The Slow Office Movement
Many of us are nicely familiar with slow food and slow fashion – but what about applying those principles of mindfulness and conscious consumption to your workspace?
The Slow Movement began in Rome in 1986, when concern about the introduction of fast-food chains into Italy triggered a push for slower, more thoughtful food production and consumption. From there it grew into a cultural revolution around the world, extending beyond the dinner table into design, technology, travel and the workplace – and the modern-day office can be one of the hardest places to embrace a slower pace. Surrounded by hurriedness and activity, being ‘busy’ is often commended and the notion of slowing down seen as counterproductive – how can doing less possibly be better for business?
On the contrary, an opportunity to put the brakes on and be fully present at work can improve focus and spark creativity. Forward-thinking companies are finding ways to help their staff pause and reconnect, with office yoga, flexible hours and even afternoon naps on offer. Corporate meditation and mindfulness are on the rise, with employers realising the power of slowing down. If you work for such a company, lucky you! If not, here are some simple practices that will encourage a more mindful, meaningful workday.
As with most aspects of daily life, a ‘quality over quantity’ approach allows more room for the things that matter
Clear away clutter
As with most aspects of daily life, a ‘quality over quantity’ approach allows more room for the things that matter – not to mention the stress, distraction and overwhelm that physical clutter can create. Start afresh by removing anything from your workspace that isn’t inherently useful, beautiful and practical, including dirty cups, expired pens and old Post-Its. Seek out objects that spark joy, have been made ethically and evoke sensory pleasure, from the tactility of a ceramic mug to the smell of wooden pencils. Your desk will soon become a place of calm rather than anxiety!
Prepare healthy snacks
Mindless munching feels commonplace at work, where stress, tiredness or boredom can drive you to make a beeline for the vending machine. Avoid temptation by preparing delicious and nourishing snacks at the start of the working week so you’ve always got something on hand. Try celery and carrot sticks with hummus, banana chia pods, and plenty of fruit and nuts – you’ll save yourself the sugar crash and will feel more focused throughout the day.

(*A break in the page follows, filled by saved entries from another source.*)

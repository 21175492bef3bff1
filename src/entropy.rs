//! Secure random salt generation

use zeroize::Zeroizing;

use crate::error::{HashError, Result};

/// Salt length in bytes when no salt is supplied (1024 hex characters)
pub const DEFAULT_SALT_LENGTH: usize = 512;

/// Generate `length` random bytes from the OS CSPRNG, hex encoded.
///
/// Runs on the blocking pool so callers never stall an async worker on the
/// system randomness source.
///
/// # Errors
///
/// Returns [`HashError::RandomSource`] if the OS randomness source fails.
pub async fn generate_salt(length: usize) -> Result<String> {
    tokio::task::spawn_blocking(move || {
        let mut bytes = Zeroizing::new(vec![0u8; length]);
        getrandom::fill(&mut bytes)
            .map_err(|e| HashError::RandomSource(format!("failed to generate salt: {e}")))?;
        Ok(hex::encode(&*bytes))
    })
    .await
    .map_err(|e| HashError::internal(format!("salt generation task dropped: {e}")))?
}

Laying some ground rules about when and where you check social media can save hours of thoughtless scrolling
Practice digital discipline
While the Internet is crucial to many jobs, and while we appreciate all the wonderful things the web offers, it can also be easy to fall victim to time-consuming and energy-sapping online habits. Laying some ground rules about when and where you check social media can save hours of thoughtless scrolling – this can be a simple as turning off instant notifications on your phone and limiting Instagram to out-of-office hours.
Take regular breaks
Trying to maintain focus for hours at a time is bad for your health and your work, causing eye strain, creating tension throughout your body that can lead to injury, and resulting in mistakes due to poor concentration. Take a break from your desk for five to 10 minutes every hour to stand up and look away from the screen, using this time to rehydrate and do some stretches. You’ll return to your desk with more energy and a fresh perspective.
Connect with nature
Exposure to fresh air and sunlight is a sure fire way to you help you feel human again after a few hours inside a confined office. Make the most of your lunch break by heading to a local park or garden – even a stroll around the block will do wonders for your headspace. Can’t get outside? Try bringing a bit of nature indoors – a peace lily or snake plant are hardy options for an office environment that will purify the air and bring some green goodness to your desk.
Embrace daily rituals
We all crave routine to some extent, and small daily rituals can have a similar effect of helping us feel grounded and balanced. It might be writing down your intention for the day, closing your eyes and taking 10 deep breaths, making a cup of peppermint tea or watering your aforementioned desk plant – each action is a little reminder of what we care about and what makes us happy. No matter the task, give it all your attention, savouring the smells and sounds around you. In the end it is these moments, not minutes on the clock, that make up our days.